China says 5 auto firms cheated on green car subsidies worth 1 bln yuan

* Cheating involved 1 bln yuan in subsidies – ministry

* Revokes licence of Suzhou Gemsea, fines others

* Subsidiary of Chery Holding among those fined

(Adds company names)

By Jake Spring

BEIJING, Sept 8 China’s Ministry of Finance said
on Thursday that five domestic automakers had cheated its
programme to subsidise electric and plug-in hybrid vehicles and
received roughly 1 billion yuan ($150 million) in illegal
subsidies.

The companies alleged to have benefited primarily make buses
and include a subsidiary of Chery Holding, owner of the seventh
most popular Chinese passenger car brand.

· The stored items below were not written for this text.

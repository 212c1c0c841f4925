//! Transition record schema - the append-only audit trail entries

use chrono::{DateTime, Utc};
use serde::{Deserialize, Serialize};

use super::Stage;

/// Action label of a history entry
#[derive(Debug, Clone, Copy, PartialEq, Eq, Serialize, Deserialize)]
#[serde(rename_all = "snake_case")]
pub enum TransitionAction {
    /// Initial creation of the draft
    Created,
    /// New version produced because the completed-interview set grew
    VersionUpdated,
    /// New version produced by a significant rating change alone
    ContentUpdated,
    /// Administrator-requested stage change
    ManualStageTransition,
}

impl std::fmt::Display for TransitionAction {
    fn fmt(&self, f: &mut std::fmt::Formatter<'_>) -> std::fmt::Result {
        match self {
            TransitionAction::Created => write!(f, "created"),
            TransitionAction::VersionUpdated => write!(f, "version_updated"),
            TransitionAction::ContentUpdated => write!(f, "content_updated"),
            TransitionAction::ManualStageTransition => write!(f, "manual_stage_transition"),
        }
    }
}

impl std::str::FromStr for TransitionAction {
    type Err = String;

    fn from_str(s: &str) -> Result<Self, Self::Err> {
        match s {
            "created" => Ok(TransitionAction::Created),
            "version_updated" => Ok(TransitionAction::VersionUpdated),
            "content_updated" => Ok(TransitionAction::ContentUpdated),
            "manual_stage_transition" => Ok(TransitionAction::ManualStageTransition),
            _ => Err(format!("Unknown transition action: {}", s)),
        }
    }
}

/// Who triggered a transition
#[derive(Debug, Clone, PartialEq, Eq, Serialize, Deserialize)]
#[serde(tag = "kind", rename_all = "snake_case")]
pub enum TriggeredBy {
    /// Automatic transition driven by a completion event
    System,
    /// Administrative actor identified by id
    Admin { id: String },
}

impl std::fmt::Display for TriggeredBy {
    fn fmt(&self, f: &mut std::fmt::Formatter<'_>) -> std::fmt::Result {
        match self {
            TriggeredBy::System => write!(f, "system"),
            TriggeredBy::Admin { id } => write!(f, "{}", id),
        }
    }
}

/// Snapshot of stage metadata at the time a transition was recorded.
///
/// Metadata definitions can evolve; the trail keeps what was true then.
#[derive(Debug, Clone, PartialEq, Eq, Serialize, Deserialize)]
pub struct StageSnapshot {
    /// Human-readable stage description
    pub description: String,

    /// Whether the draft content was editable at this stage
    pub allow_edit: bool,

    /// Whether the draft could be deleted at this stage
    pub allow_delete: bool,
}

/// One immutable entry in a draft's audit trail
#[derive(Debug, Clone, PartialEq, Serialize, Deserialize)]
pub struct TransitionRecord {
    /// Unique identifier for the record
    pub id: String,

    /// What kind of change this entry records
    pub action: TransitionAction,

    /// Stage before the transition (null for initial creation)
    #[serde(default)]
    pub from_stage: Option<Stage>,

    /// Stage after the transition
    pub to_stage: Stage,

    /// Draft version at the time of the transition
    pub version: u32,

    /// When the transition was applied
    pub occurred_at: DateTime<Utc>,

    /// Who triggered the transition
    pub triggered_by: TriggeredBy,

    /// Human-readable reason
    pub reason: String,

    /// Metadata snapshot of the from-stage (null for initial creation)
    #[serde(default)]
    pub from_snapshot: Option<StageSnapshot>,

    /// Metadata snapshot of the to-stage
    pub to_snapshot: StageSnapshot,
}

/// Filters for querying a draft's history
#[derive(Debug, Clone, Default)]
pub struct HistoryFilter {
    /// Only entries with this action label
    pub action: Option<TransitionAction>,

    /// Only entries triggered by this actor
    pub triggered_by: Option<TriggeredBy>,

    /// Only entries at or after this instant
    pub from: Option<DateTime<Utc>>,

    /// Only entries at or before this instant
    pub to: Option<DateTime<Utc>>,
}

impl TransitionRecord {
    /// Check whether this record passes the given filter
    pub fn matches(&self, filter: &HistoryFilter) -> bool {
        if let Some(action) = filter.action {
            if self.action != action {
                return false;
            }
        }
        if let Some(by) = &filter.triggered_by {
            if &self.triggered_by != by {
                return false;
            }
        }
        if let Some(from) = filter.from {
            if self.occurred_at < from {
                return false;
            }
        }
        if let Some(to) = filter.to {
            if self.occurred_at > to {
                return false;
            }
        }
        true
    }
}
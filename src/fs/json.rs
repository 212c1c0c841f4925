//! JSON file operations with schema validation
//!
//! Provides functions to read and write JSON files with serde validation.

use std::fs;
use std::io::Write;
use std::path::Path;

use serde::de::DeserializeOwned;
use serde::Serialize;

use crate::errors::{MemoirError, Result};
use crate::schemas::EngineConfig;

use super::paths::get_config_path;

/// Read and deserialize a JSON file.
///
/// # Errors
/// * `FileNotFound` - If the file does not exist
/// * `InvalidJson` - If the file contains invalid JSON or fails schema validation
pub fn read_json<T: DeserializeOwned>(path: &Path) -> Result<T> {
    let content = fs::read_to_string(path).map_err(|e| {
        if e.kind() == std::io::ErrorKind::NotFound {
            MemoirError::FileNotFound(format!("File not found: {}", path.display()))
        } else {
            MemoirError::Io(e)
        }
    })?;

    serde_json::from_str(&content).map_err(|e| {
        MemoirError::InvalidJson(format!("Invalid JSON in file {}: {}", path.display(), e))
    })
}

/// Write a value to a JSON file with pretty formatting.
///
/// Uses atomic write (write to temp file, then rename) to avoid partial
/// writes.
pub fn write_json<T: Serialize>(path: &Path, data: &T) -> Result<()> {
    let content =
        serde_json::to_string_pretty(data).map_err(|e| MemoirError::InvalidJson(e.to_string()))?;

    // Ensure parent directory exists
    if let Some(parent) = path.parent() {
        fs::create_dir_all(parent)?;
    }

    // Write atomically: write to temp file, then rename
    let temp_path = path.with_extension("json.tmp");
    let mut file = fs::File::create(&temp_path)?;
    file.write_all(content.as_bytes())?;
    file.write_all(b"\n")?;
    file.sync_all()?;
    drop(file);

    fs::rename(&temp_path, path)?;

    Ok(())
}

/// Read the config.json file for a data root.
///
/// Returns the default configuration if the file doesn't exist.
pub fn read_config(root: &Path) -> Result<EngineConfig> {
    let path = get_config_path(root);
    if !path.exists() {
        return Ok(EngineConfig::default());
    }
    read_json(&path)
}

#[cfg(test)]
mod tests {
    use super::*;
    use crate::schemas::Session;
    use tempfile::TempDir;

    #[test]
    fn test_read_json_file_not_found() {
        let temp = TempDir::new().unwrap();
        let path = temp.path().join("nonexistent.json");

        let result: Result<Session> = read_json(&path);
        assert!(matches!(result.unwrap_err(), MemoirError::FileNotFound(_)));
    }

    #[test]
    fn test_read_json_invalid_json() {
        let temp = TempDir::new().unwrap();
        let path = temp.path().join("invalid.json");
        fs::write(&path, "not valid json {").unwrap();

        let result: Result<Session> = read_json(&path);
        assert!(matches!(result.unwrap_err(), MemoirError::InvalidJson(_)));
    }

    #[test]
    fn test_write_and_read_json() {
        let temp = TempDir::new().unwrap();
        let path = temp.path().join("session.json");

        let session = Session::new("s-1".to_string(), "u-1".to_string());
        write_json(&path, &session).unwrap();
        assert!(path.exists());

        let read: Session = read_json(&path).unwrap();
        assert_eq!(read.id, session.id);
        assert_eq!(read.user_id, session.user_id);
    }

    #[test]
    fn test_write_json_creates_parent_dirs() {
        let temp = TempDir::new().unwrap();
        let path = temp.path().join("nested").join("dir").join("session.json");

        let session = Session::new("s-1".to_string(), "u-1".to_string());
        write_json(&path, &session).unwrap();
        assert!(path.exists());
    }

    #[test]
    fn test_read_config_default_when_missing() {
        let temp = TempDir::new().unwrap();
        fs::create_dir(temp.path().join(".memoir")).unwrap();

        let config = read_config(temp.path()).unwrap();
        assert_eq!(config, EngineConfig::default());
    }

    #[test]
    fn test_read_config_from_file() {
        let temp = TempDir::new().unwrap();
        let memoir_dir = temp.path().join(".memoir");
        fs::create_dir(&memoir_dir).unwrap();
        fs::write(
            memoir_dir.join("config.json"),
            r#"{"significant_rating_delta": 0.5}"#,
        )
        .unwrap();

        let config = read_config(temp.path()).unwrap();
        assert_eq!(config.significant_rating_delta, 0.5);
        // Default for unspecified field
        assert_eq!(config.min_rejection_reason_len, 10);
    }
}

The ministry said it would revoke the production licence of
Suzhou Gemsea Coach Manufacturing, while the other four firms
would be fined the equivalent of 50 percent of the wrongly
received subsidies, while efforts would also be made to recover
any awards which had been obtained illegally.

The Chinese government has used subsidies and hard targets
to promote electric and plug-in hybrid vehicles, spurring sales
to more than quadruple last year, in an effort to combat heavy
pollution in much of the country.

The subsidy cheating investigation is another blow to China
achieving its full year sales target of 700,000 new energy
vehicles (NEVs), Chinese shorthand for electric and plug-in
hybrid cars, Yale Zhang, managing director of consultancy
Automotive Foresight, said.

Only 215,000 such cars were sold in the first seven months
of the year, according to China’s automakers association.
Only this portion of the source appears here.